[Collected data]
BEGIN
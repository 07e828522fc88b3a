//! Best-effort mirroring of finalized sessions. The local day buckets are
//! written first and stay correct on their own; everything here is detached
//! and failures are logged, never retried.

use std::sync::Arc;

use async_trait::async_trait;
use serde::Serialize;
use tracing::{debug, warn};

use crate::{
    classify::Category,
    store::{EntryStore, NewEntry, StoreError},
};

/// Wire form of one finalized session, as the entry endpoint accepts it.
#[derive(Debug, Clone, PartialEq, Eq, Serialize)]
#[serde(rename_all = "camelCase")]
pub struct SessionReport {
    pub hostname: String,
    pub duration_seconds: i64,
    pub url: Option<String>,
    pub title: Option<String>,
    pub category: Category,
    #[serde(skip_serializing_if = "Option::is_none")]
    pub user_id: Option<String>,
}

#[derive(Debug, Clone, Copy, PartialEq, Eq)]
pub enum SyncOutcome {
    /// The sink accepted the session.
    Delivered,
    /// The sink couldn't be reached at all.
    Unreachable,
    /// The sink answered and said no.
    Rejected,
}

/// Destination for mirrored sessions. Infallible by contract: whatever goes
/// wrong is folded into the returned [SyncOutcome].
#[cfg_attr(test, mockall::automock)]
#[async_trait]
pub trait SyncSink: Send + Sync + 'static {
    async fn send(&self, report: SessionReport) -> SyncOutcome;
}

/// Fires the send off as a detached task. The caller gets the join handle
/// back but is free to drop it, nothing downstream waits on the outcome.
pub fn dispatch(
    sink: Arc<dyn SyncSink>,
    report: SessionReport,
) -> tokio::task::JoinHandle<SyncOutcome> {
    tokio::spawn(async move {
        let hostname = report.hostname.clone();
        let outcome = sink.send(report).await;
        match outcome {
            SyncOutcome::Delivered => debug!("Mirrored session for {hostname}"),
            SyncOutcome::Unreachable => {
                warn!("Sync sink unreachable, dropping session for {hostname}")
            }
            SyncOutcome::Rejected => {
                warn!("Sync sink rejected session for {hostname}")
            }
        }
        outcome
    })
}

/// POSTs reports to a remote entry endpoint.
pub struct HttpSink {
    client: reqwest::Client,
    endpoint: String,
}

impl HttpSink {
    pub fn new(endpoint: String) -> Self {
        Self {
            client: reqwest::Client::new(),
            endpoint,
        }
    }
}

#[async_trait]
impl SyncSink for HttpSink {
    async fn send(&self, report: SessionReport) -> SyncOutcome {
        match self
            .client
            .post(&self.endpoint)
            .json(&report)
            .send()
            .await
        {
            Ok(response) if response.status().is_success() => SyncOutcome::Delivered,
            Ok(response) => {
                warn!(
                    "Entry endpoint answered {} for {}",
                    response.status(),
                    report.hostname
                );
                SyncOutcome::Rejected
            }
            Err(e) => {
                debug!("Entry endpoint unreachable: {e}");
                SyncOutcome::Unreachable
            }
        }
    }
}

/// Delivers reports straight into the embedded entry store. Used when no
/// remote endpoint is configured, so the aggregate queries still have data.
pub struct StoreSink {
    store: EntryStore,
}

impl StoreSink {
    pub fn new(store: EntryStore) -> Self {
        Self { store }
    }
}

#[async_trait]
impl SyncSink for StoreSink {
    async fn send(&self, report: SessionReport) -> SyncOutcome {
        let entry = NewEntry {
            hostname: report.hostname,
            url: report.url,
            title: report.title,
            duration_seconds: report.duration_seconds,
            category: report.category,
            timestamp: None,
            user_id: report.user_id,
        };
        match self.store.insert(entry) {
            Ok(_) => SyncOutcome::Delivered,
            Err(e @ StoreError::Validation { .. }) => {
                warn!("Entry store rejected session: {e}");
                SyncOutcome::Rejected
            }
            Err(e) => {
                warn!("Entry store write failed: {e}");
                SyncOutcome::Unreachable
            }
        }
    }
}

#[cfg(test)]
mod tests {
    use std::sync::Arc;

    use mockall::predicate::always;

    use super::{dispatch, MockSyncSink, SessionReport, StoreSink, SyncOutcome, SyncSink};
    use crate::{classify::Category, store::EntryStore};

    fn report() -> SessionReport {
        SessionReport {
            hostname: "github.com".into(),
            duration_seconds: 120,
            url: Some("https://github.com/pulls".into()),
            title: Some("Pulls".into()),
            category: Category::Productive,
            user_id: None,
        }
    }

    #[tokio::test]
    async fn dispatch_reports_the_sink_outcome() {
        let mut sink = MockSyncSink::new();
        sink.expect_send()
            .with(always())
            .times(1)
            .returning(|_| SyncOutcome::Unreachable);

        let outcome = dispatch(Arc::new(sink), report()).await.unwrap();
        assert_eq!(outcome, SyncOutcome::Unreachable);
    }

    #[tokio::test]
    async fn store_sink_delivers_into_the_entry_log() {
        let store = EntryStore::open_in_memory().unwrap();
        let sink = StoreSink::new(store.clone());

        assert_eq!(sink.send(report()).await, SyncOutcome::Delivered);

        let entries = store.fetch(&Default::default()).unwrap();
        assert_eq!(entries.len(), 1);
        assert_eq!(entries[0].hostname, "github.com");
        assert_eq!(entries[0].duration_seconds, 120);
    }

    #[tokio::test]
    async fn store_sink_rejects_invalid_sessions() {
        let store = EntryStore::open_in_memory().unwrap();
        let sink = StoreSink::new(store.clone());

        let mut bad = report();
        bad.duration_seconds = 0;
        assert_eq!(sink.send(bad).await, SyncOutcome::Rejected);
        assert!(store.fetch(&Default::default()).unwrap().is_empty());
    }

    #[test]
    fn report_serializes_in_wire_form() {
        let json = serde_json::to_value(report()).unwrap();
        assert_eq!(json["hostname"], "github.com");
        assert_eq!(json["durationSeconds"], 120);
        assert_eq!(json["category"], "productive");
        assert!(json.get("userId").is_none());
    }
}
//! Run configuration loaded from a TOML file.
//!
//! Top-level keys carry the model path, output directory and runtime flags.
//! Tables group validation parameters and the generation/post-processing
//! tooling. Every field except `pretrained_model_path`, `output_dir` and
//! `validation_data.prompts` has a default.

use std::collections::BTreeMap;

use serde::{Deserialize, Serialize};

use crate::generation::{BackendCapability, BackendKind};
use crate::logging::{LogConfig, LogLevel};

/// Root configuration for one generation run.
#[derive(Debug, Clone, Serialize, Deserialize)]
pub struct RunConfig {
    /// Local directory or hub repo id of the pretrained bundle.
    pub pretrained_model_path: String,

    /// Directory receiving `samples/`, `inv_latents/`, logs and the config copy.
    pub output_dir: String,

    /// Root folder for finished videos (one subfolder per run).
    #[serde(default = "default_destination_dir")]
    pub destination_dir: String,

    #[serde(default = "default_validation_steps")]
    pub validation_steps: u32,

    #[serde(default = "default_one")]
    pub train_batch_size: u32,

    #[serde(default = "default_one")]
    pub gradient_accumulation_steps: u32,

    #[serde(default = "default_true")]
    pub gradient_checkpointing: bool,

    /// Checkpoint directory, or `"latest"`.
    #[serde(default)]
    pub resume_from_checkpoint: Option<String>,

    #[serde(default)]
    pub mixed_precision: MixedPrecision,

    #[serde(default = "default_true")]
    pub enable_xformers_memory_efficient_attention: bool,

    /// Seed for the run RNG. Unseeded runs draw from OS entropy.
    #[serde(default)]
    pub seed: Option<u64>,

    /// Device string: `cpu`, `cuda` or `cuda:N`.
    #[serde(default = "default_device")]
    pub device: String,

    /// Skeleton/pose data path. The CLI flag overrides this.
    #[serde(default)]
    pub skeleton_path: Option<String>,

    pub validation_data: ValidationData,

    #[serde(default)]
    pub backend: BackendSettings,

    #[serde(default)]
    pub caption: CaptionSettings,

    #[serde(default)]
    pub transcode: TranscodeSettings,

    #[serde(default)]
    pub logging: LoggingSettings,
}

fn default_destination_dir() -> String {
    "GeneratedVideos".to_string()
}

fn default_validation_steps() -> u32 {
    100
}

fn default_one() -> u32 {
    1
}

fn default_true() -> bool {
    true
}
//! Shared fixtures for orchestrator unit tests.

use std::fs;
use std::path::PathBuf;
use std::sync::Arc;

use tempfile::TempDir;

use super::types::{Context, PromptSpec, RunResources};
use crate::config::{RunConfig, ValidationData};
use crate::generation::{
    BackendCapability, GeneratedVideo, GenerationBackend, GenerationError, GenerationRequest,
    GenerationResult, TestPatternBackend,
};
use crate::layout::OutputLayout;
use crate::logging::{LogConfig, RunLogger};
use crate::media::{CaptionStyle, MediaTools};
use crate::runtime::{DeviceSpec, WeightDtype};

/// Fails for listed prompts and renders a test pattern for the rest.
pub(crate) struct MockBackend {
    failing: Vec<String>,
    inner: TestPatternBackend,
}

impl GenerationBackend for MockBackend {
    fn name(&self) -> &str {
        "mock"
    }

    fn capabilities(&self) -> &[BackendCapability] {
        &[BackendCapability::MemoryEfficientAttention]
    }

    fn generate(&self, request: &GenerationRequest) -> GenerationResult<GeneratedVideo> {
        if self.failing.iter().any(|p| p == &request.prompt) {
            return Err(GenerationError::Failed {
                exit_code: 1,
                message: "mock failure".to_string(),
            });
        }
        self.inner.generate(request)
    }
}

pub(crate) struct TestRun {
    pub dir: TempDir,
    pub resources: Arc<RunResources>,
    pub logger: Arc<RunLogger>,
}

impl TestRun {
    pub fn new() -> Self {
        Self::build(|_| {}, &[])
    }

    pub fn configure(edit: impl FnOnce(&mut RunConfig)) -> Self {
        Self::build(edit, &[])
    }

    pub fn with_failing_prompts(prompts: &[&str]) -> Self {
        Self::build(|_| {}, prompts)
    }

    fn build(edit: impl FnOnce(&mut RunConfig), failing: &[&str]) -> Self {
        let dir = TempDir::new().unwrap();
        let out = dir.path().join("out");
        let run_dir = dir.path().join("dest").join("run");
        let skeleton = dir.path().join("pose.mp4");
        fs::write(&skeleton, b"skeleton").unwrap();

        let mut validation = ValidationData::with_prompts(vec!["a dancer".to_string()]);
        validation.width = 64;
        validation.height = 64;
        let mut config: RunConfig = toml::from_str(&format!(
            "pretrained_model_path = \"models\"\noutput_dir = \"{}\"\n[validation_data]\nprompts = [\"a dancer\"]\n",
            out.display()
        ))
        .unwrap();
        config.validation_data = validation;
        edit(&mut config);

        let layout = OutputLayout::new(&out);
        layout.create().unwrap();
        let logger = Arc::new(RunLogger::new("test", layout.logs_dir(), LogConfig::quiet(), None).unwrap());
        let tools = MediaTools::default();

        let resources = RunResources {
            caption_style: CaptionStyle::from(&config.caption),
            config: Arc::new(config),
            layout,
            run_dir,
            skeleton_path: skeleton,
            model_root: PathBuf::from("models"),
            resume: None,
            dtype: WeightDtype::F32,
            device: DeviceSpec::Cpu,
            backend: Arc::new(MockBackend {
                failing: failing.iter().map(|s| s.to_string()).collect(),
                inner: TestPatternBackend::new(tools.clone()),
            }),
            tools,
        };

        Self {
            dir,
            resources: Arc::new(resources),
            logger,
        }
    }

    pub fn context(&self, index: usize, text: &str) -> Context {
        Context::new(
            PromptSpec {
                index,
                text: text.to_string(),
                seed: 7,
            },
            Arc::clone(&self.resources),
            Arc::clone(&self.logger),
        )
    }

    pub fn ffmpeg_available(&self) -> bool {
        self.resources.tools.is_available()
    }
}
END
Your task — From the very first line of the data through the line with "#[derive(Debug, Clone, Copy, PartialEq, Eq)]" in it, please reproduce each line exactly and output nothing more.

Answer to this problem —
repository 07e828522fc88b3a
//! Best-effort mirroring of finalized sessions. The local day buckets are
//! written first and stay correct on their own; everything here is detached
//! and failures are logged, never retried.

use std::sync::Arc;

use async_trait::async_trait;
use serde::Serialize;
use tracing::{debug, warn};

use crate::{
    classify::Category,
    store::{EntryStore, NewEntry, StoreError},
};

/// Wire form of one finalized session, as the entry endpoint accepts it.
#[derive(Debug, Clone, PartialEq, Eq, Serialize)]
#[serde(rename_all = "camelCase")]
pub struct SessionReport {
    pub hostname: String,
    pub duration_seconds: i64,
    pub url: Option<String>,
    pub title: Option<String>,
    pub category: Category,
    #[serde(skip_serializing_if = "Option::is_none")]
    pub user_id: Option<String>,
}

#[derive(Debug, Clone, Copy, PartialEq, Eq)]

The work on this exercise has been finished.